Промышленность фактически замерла, транспорт был почти парализован, связь периферии с центрами прерывалась на недели и месяцы, (продовольственное снабжение переживало глубочайший кризис. И на фоне всего этого свирепствовали различного рода инфекционные заболевания, в первую очередь сыпной тиф. Это были дни, когда на VII съезде Советов прозвучала знаменитая фраза В. И. Ленина: «Или вши победят социализм, или социализм победит вшей!»
В районах Украины, прилегающих к узловой железнодорожной станции Христиновка, где я работал, случаи заболевания сыпным тифом появились уже в конце 1918 года. Постоянно нарастая, эта первая волна грозной инфекции в феврале — марте 1919 года достигла весьма высокого уровня, чтобы после небольшого летнего спада, к осени, а затем и на весь 1920 год разбушеваться с ужасающей силой.

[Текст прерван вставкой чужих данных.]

//! Fund catalog and favorites
//!
//! Holds the full fund list once loaded, the derived popular and top lists,
//! and the user's favorite funds.

use crate::clients::FundMetadataSource;
use crate::error::FundResult;
use common::{DebtSubcategory, FundSummary, SchemeCode};
use parking_lot::RwLock;
use std::sync::Arc;
use std::sync::atomic::{AtomicBool, Ordering};
use tracing::{info, warn};

/// Number of funds in the popular and top performing lists
pub const HIGHLIGHT_LIST_LEN: usize = 10;

/// In-memory fund catalog
pub struct FundCatalog {
    source: Arc<dyn FundMetadataSource>,
    funds: RwLock<Arc<Vec<FundSummary>>>,
    favorites: RwLock<Vec<FundSummary>>,
    loaded: AtomicBool,
    load_lock: tokio::sync::Mutex<()>,
}

impl std::fmt::Debug for FundCatalog {
    fn fmt(&self, f: &mut std::fmt::Formatter<'_>) -> std::fmt::Result {
        f.debug_struct("FundCatalog")
            .field("funds", &self.funds.read().len())
            .field("favorites", &self.favorites.read().len())
            .field("loaded", &self.is_loaded())
            .finish()
    }
}

impl FundCatalog {
    #[must_use]
    pub fn new(source: Arc<dyn FundMetadataSource>) -> Self {
        Self {
            source,
            funds: RwLock::new(Arc::new(Vec::new())),
            favorites: RwLock::new(Vec::new()),
            loaded: AtomicBool::new(false),
            load_lock: tokio::sync::Mutex::new(()),
        }
    }

    /// Whether the fund list has been loaded
    #[must_use]
    pub fn is_loaded(&self) -> bool {
        self.loaded.load(Ordering::Acquire)
    }

    /// Load the full fund list unless already loaded
    ///
    /// On failure the catalog stays unloaded and the error is returned.
    pub async fn load_all_funds(&self) -> FundResult<()> {
        if self.is_loaded() {
            return Ok(());
        }
        let _guard = self.load_lock.lock().await;
        if self.is_loaded() {
            return Ok(());
        }

        match self.source.fetch_fund_list().await {
            Ok(funds) => {
                info!(count = funds.len(), "fund list loaded");
                *self.funds.write() = Arc::new(funds);
                self.loaded.store(true, Ordering::Release);
                Ok(())
            }
            Err(e) => {
                warn!(error = %e, "failed to load fund list");
                Err(e)
            }
        }
    }

    /// Every fund, loading the list first if needed
    pub async fn all_funds(&self) -> FundResult<Arc<Vec<FundSummary>>> {
        self.load_all_funds().await?;
        Ok(Arc::clone(&self.funds.read()))
    }

    /// First funds of the list
    pub async fn popular_funds(&self) -> FundResult<Vec<FundSummary>> {
        let funds = self.all_funds().await?;
        Ok(funds.iter().take(HIGHLIGHT_LIST_LEN).cloned().collect())
    }

    /// Last funds of the list
    pub async fn top_performing_funds(&self) -> FundResult<Vec<FundSummary>> {
        let funds = self.all_funds().await?;
        let skip = funds.len().saturating_sub(HIGHLIGHT_LIST_LEN);
        Ok(funds[skip..].to_vec())
    }

    /// Loaded funds belonging to a debt sub-category, in table order
    pub async fn funds_in_subcategory(
        &self,
        subcategory: &DebtSubcategory,
    ) -> FundResult<Vec<FundSummary>> {
        let funds = self.all_funds().await?;
        Ok(subcategory
            .scheme_codes()
            .filter_map(|code| funds.iter().find(|f| f.scheme_code == code).cloned())
            .collect())
    }

    /// Add a fund to favorites; returns `false` if it was already there
    pub fn save_favorite(&self, fund: FundSummary) -> bool {
        let mut favorites = self.favorites.write();
        if favorites.contains(&fund) {
            return false;
        }
        favorites.push(fund);
        true
    }

    /// Remove a favorite by scheme code; returns whether one was removed
    pub fn remove_favorite(&self, code: SchemeCode) -> bool {
        let mut favorites = self.favorites.write();
        let before = favorites.len();
        favorites.retain(|f| f.scheme_code != code);
        favorites.len() != before
    }

    #[must_use]
    pub fn favorites(&self) -> Vec<FundSummary> {
        self.favorites.read().clone()
    }

    /// Forget the loaded flag so the next access reloads the list
    pub fn reset(&self) {
        self.loaded.store(false, Ordering::Release);
    }
}
//! Fund details orchestration
//!
//! Request flow per scheme code:
//! 1. computed details cached: serve them
//! 2. placeholder cached: serve it and make sure a computation is running
//! 3. otherwise, under the code's lock: fetch metadata (errors propagate),
//!    attach the pinned placeholder set, cache and serve it, start computing
//!
//! The computation fetches the fund and benchmark histories concurrently,
//! runs the ratio engine and stores the result unless the cache was cleared
//! meanwhile. Failures are logged and reported as events; the placeholder
//! stays.

use crate::cache::{CacheStats, RatioCache};
use crate::catalog::FundCatalog;
use crate::clients::{
    FundMetadataSource, HistoricalSeriesSource, IndexQuoteSource, MfApiClient,
    RapidApiMarketClient,
};
use crate::config::FundRatiosConfig;
use crate::error::{FundError, FundResult};
use crate::market::MarketIndexCache;
use crate::placeholder::PlaceholderGenerator;
use crate::ratios::compute_ratios_from_prices;
use crate::{FundDetailsService, FundEvent};
use async_trait::async_trait;
use common::{FundDetails, FundSummary, IndexQuote, PriceSample, RatioSource, SchemeCode};
use std::sync::Arc;
use std::time::Duration;
use tokio::sync::broadcast;
use tokio::sync::broadcast::error::RecvError;
use tracing::{debug, info, warn};

/// Main fund details service implementation
#[derive(Clone)]
pub struct FundDetailsServiceImpl {
    /// Tiered details cache
    cache: Arc<RatioCache>,
    /// Pinned placeholder ratio sets
    placeholders: Arc<PlaceholderGenerator>,
    metadata: Arc<dyn FundMetadataSource>,
    series: Arc<dyn HistoricalSeriesSource>,
    /// Event broadcaster
    events: broadcast::Sender<FundEvent>,
    config: Arc<FundRatiosConfig>,
    catalog: Arc<FundCatalog>,
    market: Arc<MarketIndexCache>,
}

impl std::fmt::Debug for FundDetailsServiceImpl {
    fn fmt(&self, f: &mut std::fmt::Formatter<'_>) -> std::fmt::Result {
        f.debug_struct("FundDetailsServiceImpl")
            .field("cache", &self.cache)
            .field("placeholders", &self.placeholders)
            .field("config", &self.config)
            .finish_non_exhaustive()
    }
}

impl FundDetailsServiceImpl {
    /// Create a service over the given collaborators
    pub fn new(
        config: FundRatiosConfig,
        metadata: Arc<dyn FundMetadataSource>,
        series: Arc<dyn HistoricalSeriesSource>,
        quotes: Arc<dyn IndexQuoteSource>,
    ) -> Self {
        let (events, _) = broadcast::channel(config.event_channel_capacity.max(1));
        let market = MarketIndexCache::new(quotes, config.market_index_ttl());
        Self {
            cache: Arc::new(RatioCache::new()),
            placeholders: Arc::new(PlaceholderGenerator::new()),
            catalog: Arc::new(FundCatalog::new(Arc::clone(&metadata))),
            market: Arc::new(market),
            metadata,
            series,
            events,
            config: Arc::new(config),
        }
    }

    /// Create a service talking to the configured HTTP endpoints
    pub fn from_config(config: FundRatiosConfig) -> FundResult<Self> {
        config.validate()?;
        let endpoints = &config.endpoints;
        let fund_api = Arc::new(MfApiClient::new(
            endpoints.fund_api_url.clone(),
            config.metadata_timeout(),
        )?);
        let market_api = Arc::new(RapidApiMarketClient::new(
            endpoints.market_api_url.clone(),
            endpoints.market_api_host.clone(),
            endpoints.market_api_key.clone(),
            config.series_timeout(),
        )?);
        Ok(Self::new(config, fund_api, market_api.clone(), market_api))
    }

    /// Replace the placeholder generator, e.g. with a seeded one
    #[must_use]
    pub fn with_placeholder_generator(mut self, generator: PlaceholderGenerator) -> Self {
        self.placeholders = Arc::new(generator);
        self
    }

    #[must_use]
    pub fn config(&self) -> &FundRatiosConfig {
        &self.config
    }

    #[must_use]
    pub fn catalog(&self) -> &FundCatalog {
        &self.catalog
    }

    #[must_use]
    pub fn market(&self) -> &MarketIndexCache {
        &self.market
    }

    #[must_use]
    pub fn placeholders(&self) -> &PlaceholderGenerator {
        &self.placeholders
    }

    #[must_use]
    pub fn cache_stats(&self) -> CacheStats {
        self.cache.stats()
    }

    /// Whether a background computation for `code` is running
    #[must_use]
    pub fn is_computing(&self, code: SchemeCode) -> bool {
        self.cache.is_computing(code)
    }

    async fn fetch_metadata(&self, code: SchemeCode) -> FundResult<FundDetails> {
        let timeout = self.config.metadata_timeout();
        let fetched = tokio::time::timeout(timeout, self.metadata.fetch_fund_metadata(code))
            .await
            .map_err(|_| FundError::Timeout {
                operation: format!("metadata fetch for {code}"),
                after_ms: self.config.metadata_timeout_ms,
            })
            .and_then(|result| result);
        fetched.map_err(|e| e.into_metadata(code))
    }

    async fn fetch_series(&self, instrument: &str) -> FundResult<Vec<PriceSample>> {
        let timeout = self.config.series_timeout();
        let request = self.series.fetch_historical_series(
            instrument,
            &self.config.history_period,
            &self.config.history_interval,
        );
        let samples = tokio::time::timeout(timeout, request)
            .await
            .map_err(|_| FundError::Timeout {
                operation: format!("history fetch for {instrument}"),
                after_ms: self.config.series_timeout_ms,
            })?
            .map_err(|e| e.into_series(instrument))?;

        if samples.is_empty() {
            return Err(FundError::EmptySeries {
                instrument: instrument.to_string(),
            });
        }
        debug!(instrument, samples = samples.len(), "history fetched");
        Ok(samples)
    }

    /// Fetch both histories, compute and store; `None` if discarded by a clear
    async fn compute_confirmed(
        &self,
        code: SchemeCode,
        generation: u64,
    ) -> FundResult<Option<Arc<FundDetails>>> {
        let Some(raw) = self.cache.raw(code) else {
            return Ok(None);
        };

        let instrument = code.to_string();
        let (fund, benchmark) = tokio::join!(
            self.fetch_series(&instrument),
            self.fetch_series(&self.config.benchmark_symbol)
        );
        let (fund, benchmark) = (fund?, benchmark?);

        let ratios = compute_ratios_from_prices(&fund, &benchmark, self.config.risk_free_rate_annual);
        debug_assert!(ratios.is_complete(), "ratio engine returned a partial set");
        Ok(self
            .cache
            .confirm(code, raw.with_ratios(ratios, RatioSource::Computed), generation))
    }

    /// Start the background computation for `code` unless one is running
    fn spawn_computation(&self, code: SchemeCode) {
        let Some(guard) = self.cache.try_begin_computation(code) else {
            debug!(scheme_code = %code, "ratio computation already in flight");
            return;
        };

        let service = self.clone();
        tokio::spawn(async move {
            let outcome = service.compute_confirmed(code, guard.generation()).await;
            drop(guard);

            let event = match outcome {
                Ok(Some(details)) => {
                    info!(scheme_code = %code, "computed ratios confirmed");
                    FundEvent::RatiosConfirmed {
                        scheme_code: code,
                        details,
                    }
                }
                Ok(None) => {
                    debug!(scheme_code = %code, "cache cleared during computation, result discarded");
                    return;
                }
                Err(e) => {
                    warn!(scheme_code = %code, error = %e, "ratio computation failed, keeping placeholder");
                    FundEvent::RatiosUnavailable {
                        scheme_code: code,
                        reason: e.to_string(),
                    }
                }
            };
            // No subscribers is fine
            let _ = service.events.send(event);
        });
    }
}

#[async_trait]
impl FundDetailsService for FundDetailsServiceImpl {
    async fn get_mutual_fund_details(&self, code: SchemeCode) -> FundResult<Arc<FundDetails>> {
        if let Some(confirmed) = self.cache.confirmed(code) {
            return Ok(confirmed);
        }
        if let Some(placeholder) = self.cache.placeholder(code) {
            self.spawn_computation(code);
            return Ok(placeholder);
        }

        let lock = self.cache.key_lock(code);
        let guard = lock.lock().await;

        // Another request may have finished first access while we waited
        if let Some(confirmed) = self.cache.confirmed(code) {
            return Ok(confirmed);
        }
        if let Some(placeholder) = self.cache.placeholder(code) {
            drop(guard);
            self.spawn_computation(code);
            return Ok(placeholder);
        }

        let raw = match self.cache.raw(code) {
            Some(raw) => raw,
            None => {
                let fetched = self.fetch_metadata(code).await?;
                info!(scheme_code = %code, "fund metadata fetched");
                self.cache.insert_raw(code, fetched)
            }
        };

        let ratios = self.placeholders.generate_or_get_cached(code);
        let placeholder = self
            .cache
            .insert_placeholder(code, raw.with_ratios(ratios, RatioSource::Placeholder));
        drop(guard);

        self.spawn_computation(code);
        Ok(placeholder)
    }

    fn get_latest_fund_details(&self, code: SchemeCode) -> Option<Arc<FundDetails>> {
        self.cache.latest(code)
    }

    fn clear_cache(&self) {
        // Pinned placeholder sets survive; a code is never re-randomized
        self.cache.clear();
        self.catalog.reset();
        info!(generation = self.cache.generation(), "fund caches cleared");
    }

    fn subscribe_events(&self) -> broadcast::Receiver<FundEvent> {
        self.events.subscribe()
    }

    async fn wait_for_confirmed(
        &self,
        code: SchemeCode,
        within: Duration,
    ) -> Option<Arc<FundDetails>> {
        // Subscribe before checking so a confirmation in between is not missed
        let mut events = self.events.subscribe();
        if let Some(confirmed) = self.cache.confirmed(code) {
            return Some(confirmed);
        }

        let wait = async {
            loop {
                match events.recv().await {
                    Ok(FundEvent::RatiosConfirmed {
                        scheme_code,
                        details,
                    }) if scheme_code == code => return Some(details),
                    Ok(FundEvent::RatiosUnavailable { scheme_code, .. }) if scheme_code == code => {
                        return None;
                    }
                    Ok(_) => {}
                    Err(RecvError::Lagged(skipped)) => {
                        debug!(skipped, "event receiver lagged");
                        if let Some(confirmed) = self.cache.confirmed(code) {
                            return Some(confirmed);
                        }
                    }
                    Err(RecvError::Closed) => return None,
                }
            }
        };

        tokio::time::timeout(within, wait).await.ok().flatten()
    }

    async fn all_funds(&self) -> FundResult<Arc<Vec<FundSummary>>> {
        self.catalog.all_funds().await
    }

    async fn popular_funds(&self) -> FundResult<Vec<FundSummary>> {
        self.catalog.popular_funds().await
    }

    async fn top_performing_funds(&self) -> FundResult<Vec<FundSummary>> {
        self.catalog.top_performing_funds().await
    }

    async fn market_indices(&self, force_refresh: bool) -> Vec<IndexQuote> {
        self.market.fetch_indices(force_refresh).await
    }
}
//! Mutual fund API client
//!
//! Speaks the mfapi.in layout: `GET /mf` for the fund list and
//! `GET /mf/{code}` for one scheme's metadata and NAV history.

use super::FundMetadataSource;
use crate::error::{FundError, FundResult};
use async_trait::async_trait;
use common::{FundDetails, FundSummary, SchemeCode};
use reqwest::Client;
use std::time::Duration;
use tracing::debug;

/// HTTP client for the fund API
#[derive(Debug, Clone)]
pub struct MfApiClient {
    client: Client,
    base_url: String,
}

impl MfApiClient {
    /// Create a client against `base_url` with a per-request timeout
    pub fn new(base_url: impl Into<String>, timeout: Duration) -> FundResult<Self> {
        let client = Client::builder()
            .user_agent(concat!("fund-ratios/", env!("CARGO_PKG_VERSION")))
            .timeout(timeout)
            .build()
            .map_err(|e| FundError::Http(format!("Failed to create HTTP client: {e}")))?;
        Ok(Self {
            client,
            base_url: base_url.into().trim_end_matches('/').to_string(),
        })
    }

    async fn get_json<T: serde::de::DeserializeOwned>(&self, path: &str) -> FundResult<T> {
        let url = format!("{}{}", self.base_url, path);
        debug!(%url, "fund API request");

        let response = self.client.get(&url).send().await?;
        let status = response.status();
        if !status.is_success() {
            return Err(FundError::Http(format!("{url} returned {status}")));
        }
        Ok(response.json::<T>().await?)
    }
}

#[async_trait]
impl FundMetadataSource for MfApiClient {
    async fn fetch_fund_metadata(&self, code: SchemeCode) -> FundResult<FundDetails> {
        let details: FundDetails = self
            .get_json(&format!("/mf/{code}"))
            .await
            .map_err(|e| e.into_metadata(code))?;

        if details.scheme_code() != code {
            return Err(FundError::MetadataUnavailable {
                scheme_code: code,
                reason: format!("response was for scheme {}", details.scheme_code()),
            });
        }
        // The raw tier never carries ratios, whatever the API sent
        Ok(details.without_ratios())
    }

    async fn fetch_fund_list(&self) -> FundResult<Vec<FundSummary>> {
        self.get_json("/mf").await
    }
}
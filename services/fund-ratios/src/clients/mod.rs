//! Collaborator interfaces and their HTTP implementations

pub mod mfapi;
pub mod rapidapi;

pub use mfapi::MfApiClient;
pub use rapidapi::RapidApiMarketClient;

use crate::error::FundResult;
use async_trait::async_trait;
use common::{FundDetails, FundSummary, IndexQuote, PriceSample, SchemeCode};

/// Source of historical close prices for funds and indices
#[async_trait]
pub trait HistoricalSeriesSource: Send + Sync {
    /// Chronologically ordered samples; may be empty
    async fn fetch_historical_series(
        &self,
        instrument: &str,
        period: &str,
        interval: &str,
    ) -> FundResult<Vec<PriceSample>>;
}

/// Source of fund metadata and the fund list
#[async_trait]
pub trait FundMetadataSource: Send + Sync {
    /// Raw details for one scheme, without ratios
    async fn fetch_fund_metadata(&self, code: SchemeCode) -> FundResult<FundDetails>;

    /// Every listed scheme
    async fn fetch_fund_list(&self) -> FundResult<Vec<FundSummary>>;
}

/// Source of live market index quotes
#[async_trait]
pub trait IndexQuoteSource: Send + Sync {
    async fn fetch_index_quote(&self, symbol: &str, name: &str) -> FundResult<IndexQuote>;
}
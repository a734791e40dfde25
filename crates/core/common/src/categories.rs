//! Static debt fund sub-category reference data

use crate::types::SchemeCode;

/// A debt fund sub-category and the schemes listed under it
#[derive(Debug, Clone, Copy, PartialEq, Eq)]
pub struct DebtSubcategory {
    pub id: u32,
    pub name: &'static str,
    pub description: &'static str,
    scheme_codes: &'static [u32],
}

impl DebtSubcategory {
    /// Schemes in this sub-category
    pub fn scheme_codes(&self) -> impl Iterator<Item = SchemeCode> + '_ {
        self.scheme_codes.iter().copied().map(SchemeCode::new)
    }

    /// Look up a sub-category by id
    #[must_use]
    pub fn by_id(id: u32) -> Option<&'static Self> {
        DEBT_SUBCATEGORIES.iter().find(|sub| sub.id == id)
    }
}

pub const DEBT_SUBCATEGORIES: &[DebtSubcategory] = &[
    DebtSubcategory {
        id: 1,
        name: "Low Duration",
        description: "Funds with portfolio duration between 6 months to 1 year",
        scheme_codes: &[143612, 120398, 119523, 118942, 133810, 120513, 118709],
    },
    DebtSubcategory {
        id: 2,
        name: "Overnight Fund",
        description: "Funds investing in overnight securities",
        scheme_codes: &[145810, 147951, 146675],
    },
    DebtSubcategory {
        id: 3,
        name: "Liquid Fund",
        description: "Funds investing in money market instruments",
        scheme_codes: &[120837, 118701, 139538, 119568, 120197, 119766],
    },
    DebtSubcategory {
        id: 4,
        name: "Ultra Short Duration",
        description: "Funds with portfolio duration between 3-6 months",
        scheme_codes: &[120746, 143494, 119205],
    },
    DebtSubcategory {
        id: 5,
        name: "Floating Rate",
        description: "Funds investing in floating rate instruments",
        scheme_codes: &[120425, 149049],
    },
];
//! Core value types: scheme codes, price samples and ratio sets

use serde::{Deserialize, Serialize};
use std::fmt;
use std::str::FromStr;
use thiserror::Error;

/// Scheme code identifying a mutual fund
#[derive(Debug, Clone, Copy, PartialEq, Eq, PartialOrd, Ord, Hash, Serialize, Deserialize)]
#[serde(transparent)]
pub struct SchemeCode(pub u32);

impl SchemeCode {
    /// Create a new scheme code
    #[must_use]
    pub const fn new(code: u32) -> Self {
        Self(code)
    }

    /// Raw numeric code
    #[must_use]
    pub const fn as_u32(&self) -> u32 {
        self.0
    }
}

impl fmt::Display for SchemeCode {
    fn fmt(&self, f: &mut fmt::Formatter<'_>) -> fmt::Result {
        write!(f, "{}", self.0)
    }
}

/// Error returned when a scheme code cannot be parsed
#[derive(Debug, Clone, PartialEq, Eq, Error)]
#[error("invalid scheme code: {0:?}")]
pub struct ParseSchemeCodeError(pub String);

impl FromStr for SchemeCode {
    type Err = ParseSchemeCodeError;

    fn from_str(s: &str) -> Result<Self, Self::Err> {
        s.trim()
            .parse::<u32>()
            .map(Self)
            .map_err(|_| ParseSchemeCodeError(s.to_string()))
    }
}

/// One observation of an instrument's price
#[derive(Debug, Clone, PartialEq, Serialize, Deserialize)]
pub struct PriceSample {
    /// Observation date as reported by the source
    pub date: String,
    /// Close price or NAV
    pub price: f64,
}

impl PriceSample {
    /// Create a new sample
    #[must_use]
    pub fn new(date: impl Into<String>, price: f64) -> Self {
        Self {
            date: date.into(),
            price,
        }
    }
}

/// Period-over-period simple returns, as decimal fractions (0.01 = 1%)
pub type ReturnSeries = Vec<f64>;

/// Where the ratios attached to a fund record came from
#[derive(Debug, Clone, Copy, PartialEq, Eq, Default, Serialize, Deserialize)]
#[serde(rename_all = "snake_case")]
pub enum RatioSource {
    /// Raw metadata, no ratios attached
    #[default]
    None,
    /// Randomly drawn placeholder values
    Placeholder,
    /// Values computed from historical series
    Computed,
}

/// Financial ratios displayed for a fund
///
/// Every field is optional; `None` means not computed yet. Present values are
/// rounded to two decimal places by whoever produced them.
#[derive(Debug, Clone, Copy, PartialEq, Default, Serialize, Deserialize)]
#[serde(default)]
pub struct RatioSet {
    pub expense_ratio: Option<f64>,
    pub sharpe_ratio: Option<f64>,
    pub beta: Option<f64>,
    pub alpha: Option<f64>,
    pub standard_deviation: Option<f64>,
    pub sortino_ratio: Option<f64>,
    pub information_ratio: Option<f64>,
    pub tracking_error: Option<f64>,
    pub pe_ratio: Option<f64>,
    pub pb_ratio: Option<f64>,
}

impl RatioSet {
    /// Field names paired with their values, in display order
    #[must_use]
    pub fn fields(&self) -> [(&'static str, Option<f64>); 10] {
        [
            ("expense_ratio", self.expense_ratio),
            ("sharpe_ratio", self.sharpe_ratio),
            ("beta", self.beta),
            ("alpha", self.alpha),
            ("standard_deviation", self.standard_deviation),
            ("sortino_ratio", self.sortino_ratio),
            ("information_ratio", self.information_ratio),
            ("tracking_error", self.tracking_error),
            ("pe_ratio", self.pe_ratio),
            ("pb_ratio", self.pb_ratio),
        ]
    }

    /// True when every ratio is present
    #[must_use]
    pub fn is_complete(&self) -> bool {
        self.fields().iter().all(|(_, v)| v.is_some())
    }

    /// True when no ratio is present
    #[must_use]
    pub fn is_empty(&self) -> bool {
        self.fields().iter().all(|(_, v)| v.is_none())
    }
}

/// Round to two decimal places, half away from zero
#[must_use]
pub fn round2(value: f64) -> f64 {
    (value * 100.0).round() / 100.0
}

Жертвой первой серьезной вспышки сыпняка, в декабре 1919 года, пришлось стать и мне.
Болел я очень тяжело и долго. Со второго дня потерял сознание. В бреду грезились какие-то бесконечные железнодорожные составы, толпы неизвестных людей, непрерывно текущие бурливые реки... Иногда смутно мерещилось, что со мной что-то делают, куда-то несут... Как я узнал позже, это один из наших фельдшеров Тимофей Федорович Серединцев прилагал все усилия, чтобы вырвать меня из лап смерти. На своих руках носил он мое бессильное тело в ванную комнату — тогда прохладные ванны считались полезными при сыпняке. Я навсегда сохранил чувство любви и уважения к этому внешне суровому, но замечательно честному, прямому и справедливому человеку.
Прекрасно помню день, когда, как будто вырвавшись из далекого нездешнего мира, я впервые сознательно открыл глаза. Было утро... светило солнце... Возле кровати сидела моя бедная жена и рядом с ней милейшая Екатерина Дмитриевна, супруга доктора Липеровского. Моя нижняя губа была как бы парализована, язык еле ворочался. И когда жена спросила: «Чего тебе хочется, Шуринька?», я смог только с трудом, почему-то по-украински,ответить: «Дайте менi кап... пу... сточки!»
После того, как мне благополучно удалось пережить кризис, долго отлеживаться не пришлось. Нужно было работать. Заболеваемость неудержимо росла, все наши медработники буквально изнемогали.
Памятная весна двадцатого года... Снег растаял довольно рано, весь поселок утопал в грязи (ни твердых дорог, ни тротуаров тогда не было, почва в Христинов-ке черноземно-глинистая). С утра больница, после нее громадный амбулаторный прием, а затем — посещения больных на дому... После болезни я был очень слаб. Опираясь на палочку, идешь, еле вытягивая ноги из липкой грязи, из дома в дом, от больного к больному. А больных нужно навестить 25—30, иногда 40 и даже больше!.*
*(
Первое время от слабости меня часто тошнило: обопрешься о забор, выплюнешь густую, желчную слюну, сотрешь холодный пот с лица и — дальше. Наконец как будто сделано все! Измученный, приходишь домой, забудешься тяжелым сном... Но ненадолго. Тревожный стук в дверь: «Доктор, ради бога, мужу стало хуже!»; или детский голос умоляет: «Скорей пойдем к нам, мама умирает!» И так нередко по три-четыре раза за ночь.
Быстро вскакиваешь, натягиваешь свои солдатские сапоги, фронтовой полушубок (как они тогда мне пригодились!). При неверном свете железнодорожного ручного фонаря пробираемся к больному, рискуя угодить в какую-нибудь канаву.
Но молодость есть молодость. Прошли после болезни дни, недели, и постепенно вернулись силы и энергия. Конечно, здесь влиял и могущественный стимул: сознание своего высокого долга. Ведь для каждого из нас любой пациент не был безликим «больным». Мы отлично сознавали, всем нутром чувствовали, что каждый раз имеем дело с определенным, прекрасно известным нам человеком, рабочим или служащим нашего узла, что в углу его комнаты сидит, глотая слезы, тоже хорошо знакомая нам его жена... Когда мы осматривали мятущуюся в жару женщину, мы видели, как за каждым нашим движением следят расширенные от ужаса глаза ее детей. От этих глаз никуда нельзя было уйти. Нужно было, не надеясь ни на кого, делать все возможное, чтобы спасти жизнь уповающего на нашу помощь больного.